How to Estimate Earnings Growth with Excel

Note: Please read the disclaimer. The author is not providing professional investing advice or recommendations.

One factor strongly affecting a stock’s price is earnings growth. All other things being equal, if a stock’s earnings grow by 10% in a given year, we might expect the stock’s price to also rise by 10% in order to maintain about the same P/E ratio.

So before buying a stock, we’d like to get an idea of how earnings may grow in the next year, two years, or more. One way would be to look up the analysts’ predictions on future earnings-per-share (EPS) in either free or fee publications.

However we’ve all read stories of analysts having historically been overly optimistic, having poor track records, and being pressured by their employers to give high growth estimates for certain companies.

But if you have Excel, you can enter some simple formulas and become your own stock analyst. I’m not claiming Excel will give you a more accurate estimate - we’re trying to predict the future just like the analysts, which isn’t easy. But at least we know Excel’s predictions will only be biased by one thing - the actual historical earnings of the company. :)

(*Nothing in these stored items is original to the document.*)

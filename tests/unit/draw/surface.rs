use super::*;

#[test]
fn ids_follow_creation_order() {
    let mut scene = Scene::new();
    let a = scene.create(Primitive::image(None, Anchor::Center));
    let b = scene.create(Primitive::text("x", FontRole::Title, Rgba8::WHITE, Anchor::West));
    assert_eq!((a, b), (PrimitiveId(0), PrimitiveId(1)));
    let order: Vec<_> = scene.iter().map(|(id, _)| id).collect();
    assert_eq!(order, vec![a, b]);
}

#[test]
fn move_and_configure_update_the_primitive() {
    let mut scene = Scene::new();
    let t = scene.create(Primitive::text("old", FontRole::Event, Rgba8::WHITE, Anchor::NorthWest));
    scene.move_to(t, Point::new(3.0, 4.0));
    scene.configure(t, Configure::Text("new".into()));
    scene.configure(t, Configure::Color(Rgba8::BLACK));

    let p = scene.get(t).unwrap();
    assert_eq!(p.at, Point::new(3.0, 4.0));
    assert_eq!(p.text_str(), Some("new"));
    assert_eq!(p.color(), Some(Rgba8::BLACK));
    assert_eq!(
        scene.stats(),
        SceneStats {
            creates: 1,
            moves: 1,
            configures: 2
        }
    );
}

#[test]
fn mismatched_configure_is_ignored() {
    let mut scene = Scene::new();
    let img = scene.create(Primitive::image(Some(ImageId(7)), Anchor::Center));
    scene.configure(img, Configure::Text("nope".into()));
    assert_eq!(scene.get(img).unwrap().image_id(), Some(ImageId(7)));
    assert_eq!(scene.stats().configures, 0);

    scene.configure(img, Configure::Image(None));
    assert_eq!(scene.get(img).unwrap().image_id(), None);
}

#[test]
fn unknown_ids_are_ignored() {
    let mut scene = Scene::new();
    scene.move_to(PrimitiveId(9), Point::ORIGIN);
    scene.configure(PrimitiveId(9), Configure::Text(String::new()));
    assert!(scene.is_empty());
    assert_eq!(scene.stats(), SceneStats::default());
}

Past performance may have nothing to do with that of the future. But if we have no other technique for predicting the future, it seems a good place to start!

Let’s begin with a fictional, idealized company - ticker IDEAL - that has been growing earnings at 15% per year historically.


Year 1998 1999 2000 2001 2002 2003 2004 2005 2006 2007
EPS $1.00 $1.15 $1.32 $1.52 $1.75 $2.01 $2.31 $2.66 $3.06 $3.52


est_eps_1


Visually, you can probably guess where you’d estimate the EPS to fall for the next year or two. You’d draw a curve connecting the dots and extend it out to see where future EPSs may land.

But we’d like the computer to draw such a line for us. Especially since for real companies, the historical EPSs probably won’t fall in a predictable simple curve like this first example.

What we want, without getting into higher order polynomials, is for the computer to give us an equation for a simple straight line that is the best fit for the historical data points that we have.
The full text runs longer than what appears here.